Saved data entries
+--

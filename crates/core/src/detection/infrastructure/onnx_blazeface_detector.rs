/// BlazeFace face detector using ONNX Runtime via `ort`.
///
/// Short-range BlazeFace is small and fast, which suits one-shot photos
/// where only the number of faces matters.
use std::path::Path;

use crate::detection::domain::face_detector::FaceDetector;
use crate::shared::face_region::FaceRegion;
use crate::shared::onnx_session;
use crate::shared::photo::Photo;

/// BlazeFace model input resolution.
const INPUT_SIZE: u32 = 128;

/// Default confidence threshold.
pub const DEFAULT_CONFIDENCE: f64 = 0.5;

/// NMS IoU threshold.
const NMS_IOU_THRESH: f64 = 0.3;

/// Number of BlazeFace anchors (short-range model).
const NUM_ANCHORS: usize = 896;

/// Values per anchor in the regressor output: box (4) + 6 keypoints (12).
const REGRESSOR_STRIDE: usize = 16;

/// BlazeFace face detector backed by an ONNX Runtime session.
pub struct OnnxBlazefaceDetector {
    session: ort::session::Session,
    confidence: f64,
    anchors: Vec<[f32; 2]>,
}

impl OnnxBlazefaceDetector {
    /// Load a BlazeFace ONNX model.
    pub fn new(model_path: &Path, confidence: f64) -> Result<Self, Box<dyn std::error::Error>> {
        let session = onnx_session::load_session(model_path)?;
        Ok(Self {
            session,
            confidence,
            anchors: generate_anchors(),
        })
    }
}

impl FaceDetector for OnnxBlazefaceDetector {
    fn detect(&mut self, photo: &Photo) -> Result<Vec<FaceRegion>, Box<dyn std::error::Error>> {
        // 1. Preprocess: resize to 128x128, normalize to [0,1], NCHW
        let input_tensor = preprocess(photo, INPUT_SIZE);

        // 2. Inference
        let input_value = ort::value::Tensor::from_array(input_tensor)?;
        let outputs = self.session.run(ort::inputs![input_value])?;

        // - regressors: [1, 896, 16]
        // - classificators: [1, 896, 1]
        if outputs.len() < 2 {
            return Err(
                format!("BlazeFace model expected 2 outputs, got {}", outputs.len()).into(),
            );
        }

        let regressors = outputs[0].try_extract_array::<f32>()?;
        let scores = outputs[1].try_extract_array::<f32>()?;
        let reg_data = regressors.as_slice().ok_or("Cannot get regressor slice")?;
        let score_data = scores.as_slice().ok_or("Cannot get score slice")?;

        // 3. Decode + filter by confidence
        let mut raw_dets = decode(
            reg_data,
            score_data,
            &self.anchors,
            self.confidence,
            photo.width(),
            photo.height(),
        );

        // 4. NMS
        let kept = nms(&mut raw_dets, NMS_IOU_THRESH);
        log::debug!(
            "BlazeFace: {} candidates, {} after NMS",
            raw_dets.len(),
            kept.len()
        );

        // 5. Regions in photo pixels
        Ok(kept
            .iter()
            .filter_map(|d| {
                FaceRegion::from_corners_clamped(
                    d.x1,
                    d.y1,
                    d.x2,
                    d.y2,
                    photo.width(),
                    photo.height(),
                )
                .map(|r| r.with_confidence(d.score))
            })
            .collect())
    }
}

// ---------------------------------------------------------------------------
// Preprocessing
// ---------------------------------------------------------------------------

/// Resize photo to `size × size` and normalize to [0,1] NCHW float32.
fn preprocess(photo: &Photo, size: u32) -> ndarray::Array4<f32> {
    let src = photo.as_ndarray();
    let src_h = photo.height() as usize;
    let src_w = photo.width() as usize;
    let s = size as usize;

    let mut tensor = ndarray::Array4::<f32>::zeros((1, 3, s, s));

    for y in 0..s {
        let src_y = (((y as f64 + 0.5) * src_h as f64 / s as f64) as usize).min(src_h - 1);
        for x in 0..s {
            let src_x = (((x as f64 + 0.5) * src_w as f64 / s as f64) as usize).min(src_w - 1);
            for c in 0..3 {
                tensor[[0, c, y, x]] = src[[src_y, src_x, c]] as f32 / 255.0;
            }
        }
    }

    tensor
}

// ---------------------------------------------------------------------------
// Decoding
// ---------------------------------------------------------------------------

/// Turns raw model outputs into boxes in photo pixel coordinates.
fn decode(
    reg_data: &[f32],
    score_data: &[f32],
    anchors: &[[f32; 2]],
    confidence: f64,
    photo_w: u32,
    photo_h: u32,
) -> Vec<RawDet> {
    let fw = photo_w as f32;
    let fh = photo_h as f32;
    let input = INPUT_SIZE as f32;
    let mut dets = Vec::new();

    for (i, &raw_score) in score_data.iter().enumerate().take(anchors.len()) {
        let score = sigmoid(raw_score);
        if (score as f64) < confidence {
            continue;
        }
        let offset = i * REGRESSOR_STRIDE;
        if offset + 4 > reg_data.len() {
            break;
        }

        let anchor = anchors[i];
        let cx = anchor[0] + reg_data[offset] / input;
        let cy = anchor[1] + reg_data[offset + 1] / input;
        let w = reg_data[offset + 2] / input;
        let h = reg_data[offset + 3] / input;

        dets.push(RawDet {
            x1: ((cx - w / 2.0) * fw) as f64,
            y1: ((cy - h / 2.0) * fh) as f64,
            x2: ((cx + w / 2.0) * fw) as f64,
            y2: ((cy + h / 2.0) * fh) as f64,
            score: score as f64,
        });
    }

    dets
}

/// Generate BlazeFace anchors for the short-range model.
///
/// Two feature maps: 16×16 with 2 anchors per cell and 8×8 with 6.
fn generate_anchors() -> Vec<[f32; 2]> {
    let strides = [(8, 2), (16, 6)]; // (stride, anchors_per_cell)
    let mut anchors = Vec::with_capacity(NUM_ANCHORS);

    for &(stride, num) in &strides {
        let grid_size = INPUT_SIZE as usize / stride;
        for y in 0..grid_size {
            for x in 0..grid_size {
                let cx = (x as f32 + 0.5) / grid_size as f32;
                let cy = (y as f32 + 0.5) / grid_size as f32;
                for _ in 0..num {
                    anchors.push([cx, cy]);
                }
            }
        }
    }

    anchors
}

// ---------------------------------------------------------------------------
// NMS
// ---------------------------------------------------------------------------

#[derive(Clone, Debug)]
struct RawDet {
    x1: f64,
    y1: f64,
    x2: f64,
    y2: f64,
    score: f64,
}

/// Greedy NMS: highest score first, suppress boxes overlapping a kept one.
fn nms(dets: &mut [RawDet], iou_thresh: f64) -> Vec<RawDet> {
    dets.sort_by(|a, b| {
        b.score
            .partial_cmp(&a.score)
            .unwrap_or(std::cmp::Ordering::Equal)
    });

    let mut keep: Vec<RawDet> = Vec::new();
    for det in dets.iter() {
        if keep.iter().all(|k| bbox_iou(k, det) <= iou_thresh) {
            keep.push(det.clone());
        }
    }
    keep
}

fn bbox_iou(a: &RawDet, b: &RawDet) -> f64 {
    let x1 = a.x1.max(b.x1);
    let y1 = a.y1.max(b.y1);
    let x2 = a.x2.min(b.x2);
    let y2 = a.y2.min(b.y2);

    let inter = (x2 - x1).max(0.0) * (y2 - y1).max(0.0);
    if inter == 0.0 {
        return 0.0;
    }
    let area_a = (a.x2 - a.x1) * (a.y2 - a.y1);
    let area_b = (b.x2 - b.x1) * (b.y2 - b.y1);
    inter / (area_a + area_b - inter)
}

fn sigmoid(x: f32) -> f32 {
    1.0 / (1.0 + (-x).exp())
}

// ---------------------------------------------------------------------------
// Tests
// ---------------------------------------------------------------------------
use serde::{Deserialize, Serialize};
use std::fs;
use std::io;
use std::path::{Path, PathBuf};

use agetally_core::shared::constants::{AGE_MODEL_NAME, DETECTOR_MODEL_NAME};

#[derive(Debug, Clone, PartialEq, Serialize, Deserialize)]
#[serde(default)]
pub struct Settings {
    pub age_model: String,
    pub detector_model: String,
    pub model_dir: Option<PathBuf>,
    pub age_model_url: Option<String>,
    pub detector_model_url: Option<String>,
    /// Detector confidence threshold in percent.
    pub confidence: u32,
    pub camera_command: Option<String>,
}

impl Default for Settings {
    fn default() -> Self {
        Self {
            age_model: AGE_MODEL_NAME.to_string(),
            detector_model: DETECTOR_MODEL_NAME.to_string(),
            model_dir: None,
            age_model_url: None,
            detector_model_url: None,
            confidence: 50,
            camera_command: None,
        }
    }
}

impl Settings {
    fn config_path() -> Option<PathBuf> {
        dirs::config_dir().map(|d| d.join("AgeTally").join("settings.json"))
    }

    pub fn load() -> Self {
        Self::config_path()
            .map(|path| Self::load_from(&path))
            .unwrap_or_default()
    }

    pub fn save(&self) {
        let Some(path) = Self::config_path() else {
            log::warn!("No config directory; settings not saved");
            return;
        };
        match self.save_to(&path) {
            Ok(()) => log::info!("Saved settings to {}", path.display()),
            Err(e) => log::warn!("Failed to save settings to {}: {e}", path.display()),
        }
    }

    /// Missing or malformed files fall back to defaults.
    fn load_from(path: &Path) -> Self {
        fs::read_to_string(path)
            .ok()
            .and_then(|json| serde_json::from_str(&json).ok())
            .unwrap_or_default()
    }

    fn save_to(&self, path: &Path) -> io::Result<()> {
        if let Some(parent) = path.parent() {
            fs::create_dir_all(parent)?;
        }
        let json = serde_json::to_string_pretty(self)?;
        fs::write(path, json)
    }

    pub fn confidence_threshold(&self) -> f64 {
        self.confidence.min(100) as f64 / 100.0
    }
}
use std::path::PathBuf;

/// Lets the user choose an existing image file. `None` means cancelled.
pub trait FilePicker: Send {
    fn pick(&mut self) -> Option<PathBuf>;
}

+--

### PROBLEM DESCRIPTION
The required output is the entries from their opening line through the line holding "anchors (short-range model).", repeated exactly, with both end lines kept.

### ANSWER BELOW
filename crates/core/src/detection/infrastructure/onnx_blazeface_detector.rs
/// BlazeFace face detector using ONNX Runtime via `ort`.
///
/// Short-range BlazeFace is small and fast, which suits one-shot photos
/// where only the number of faces matters.
use std::path::Path;

use crate::detection::domain::face_detector::FaceDetector;
use crate::shared::face_region::FaceRegion;
use crate::shared::onnx_session;
use crate::shared::photo::Photo;

/// BlazeFace model input resolution.
const INPUT_SIZE: u32 = 128;

/// Default confidence threshold.
pub const DEFAULT_CONFIDENCE: f64 = 0.5;

/// NMS IoU threshold.
const NMS_IOU_THRESH: f64 = 0.3;

/// Number of BlazeFace anchors (short-range model).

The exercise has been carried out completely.